§ What you will do: Write each entry out once more, please, precisely as shown.

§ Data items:
┄┄┄┄┄┄┄┄┄┄┄┄┄┄┄┄┄┄┄┄

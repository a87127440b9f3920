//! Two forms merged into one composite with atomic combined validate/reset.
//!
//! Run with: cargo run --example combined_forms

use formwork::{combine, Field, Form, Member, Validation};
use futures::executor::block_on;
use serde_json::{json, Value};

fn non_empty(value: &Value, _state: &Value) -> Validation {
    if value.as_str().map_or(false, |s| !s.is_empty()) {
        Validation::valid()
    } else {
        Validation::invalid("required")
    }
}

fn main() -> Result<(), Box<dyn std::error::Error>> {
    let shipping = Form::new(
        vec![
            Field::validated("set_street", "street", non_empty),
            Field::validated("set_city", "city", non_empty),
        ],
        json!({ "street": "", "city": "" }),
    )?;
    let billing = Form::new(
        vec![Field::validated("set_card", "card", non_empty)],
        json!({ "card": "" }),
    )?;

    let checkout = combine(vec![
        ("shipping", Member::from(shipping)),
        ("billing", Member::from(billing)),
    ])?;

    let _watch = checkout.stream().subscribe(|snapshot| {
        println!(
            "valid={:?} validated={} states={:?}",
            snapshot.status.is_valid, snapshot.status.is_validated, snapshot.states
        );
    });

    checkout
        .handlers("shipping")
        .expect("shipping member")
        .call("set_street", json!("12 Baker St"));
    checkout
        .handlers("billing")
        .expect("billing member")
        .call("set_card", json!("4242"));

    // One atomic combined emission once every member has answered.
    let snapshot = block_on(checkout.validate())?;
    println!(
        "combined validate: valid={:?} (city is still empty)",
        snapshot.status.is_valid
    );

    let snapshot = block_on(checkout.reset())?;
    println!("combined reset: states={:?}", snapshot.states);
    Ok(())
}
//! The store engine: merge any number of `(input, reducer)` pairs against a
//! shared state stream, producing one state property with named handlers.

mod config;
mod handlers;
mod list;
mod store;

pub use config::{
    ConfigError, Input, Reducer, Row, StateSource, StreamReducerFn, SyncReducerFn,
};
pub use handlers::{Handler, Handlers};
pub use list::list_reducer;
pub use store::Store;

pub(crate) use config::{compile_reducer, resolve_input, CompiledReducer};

┄┄┄┄┄┄┄┄┄┄┄┄┄┄┄┄┄┄┄┄

§ Exercise solution:
repository a87127440b9f3920
//! Two forms merged into one composite with atomic combined validate/reset.
//!
//! Run with: cargo run --example combined_forms

use formwork::{combine, Field, Form, Member, Validation};
use futures::executor::block_on;
use serde_json::{json, Value};

fn non_empty(value: &Value, _state: &Value) -> Validation {
    if value.as_str().map_or(false, |s| !s.is_empty()) {
        Validation::valid()
    } else {
        Validation::invalid("required")
    }
}

fn main() -> Result<(), Box<dyn std::error::Error>> {
    let shipping = Form::new(
        vec![
            Field::validated("set_street", "street", non_empty),
            Field::validated("set_city", "city", non_empty),
        ],
        json!({ "street": "", "city": "" }),
    )?;
    let billing = Form::new(
        vec![Field::validated("set_card", "card", non_empty)],
        json!({ "card": "" }),
    )?;

    let checkout = combine(vec![
        ("shipping", Member::from(shipping)),
        ("billing", Member::from(billing)),
    ])?;

    let _watch = checkout.stream().subscribe(|snapshot| {
        println!(
            "valid={:?} validated={} states={:?}",
            snapshot.status.is_valid, snapshot.status.is_validated, snapshot.states
        );
    });

    checkout
        .handlers("shipping")
        .expect("shipping member")
        .call("set_street", json!("12 Baker St"));
    checkout
        .handlers("billing")
        .expect("billing member")
        .call("set_card", json!("4242"));

    // One atomic combined emission once every member has answered.
    let snapshot = block_on(checkout.validate())?;
    println!(
        "combined validate: valid={:?} (city is still empty)",
        snapshot.status.is_valid
    );

    let snapshot = block_on(checkout.reset())?;
    println!("combined reset: states={:?}", snapshot.states);
    Ok(())
}
//! The store engine: merge any number of `(input, reducer)` pairs against a
//! shared state stream, producing one state property with named handlers.

mod config;
mod handlers;
mod list;
mod store;

pub use config::{
    ConfigError, Input, Reducer, Row, StateSource, StreamReducerFn, SyncReducerFn,
};
pub use handlers::{Handler, Handlers};
pub use list::list_reducer;
pub use store::Store;

pub(crate) use config::{compile_reducer, resolve_input, CompiledReducer};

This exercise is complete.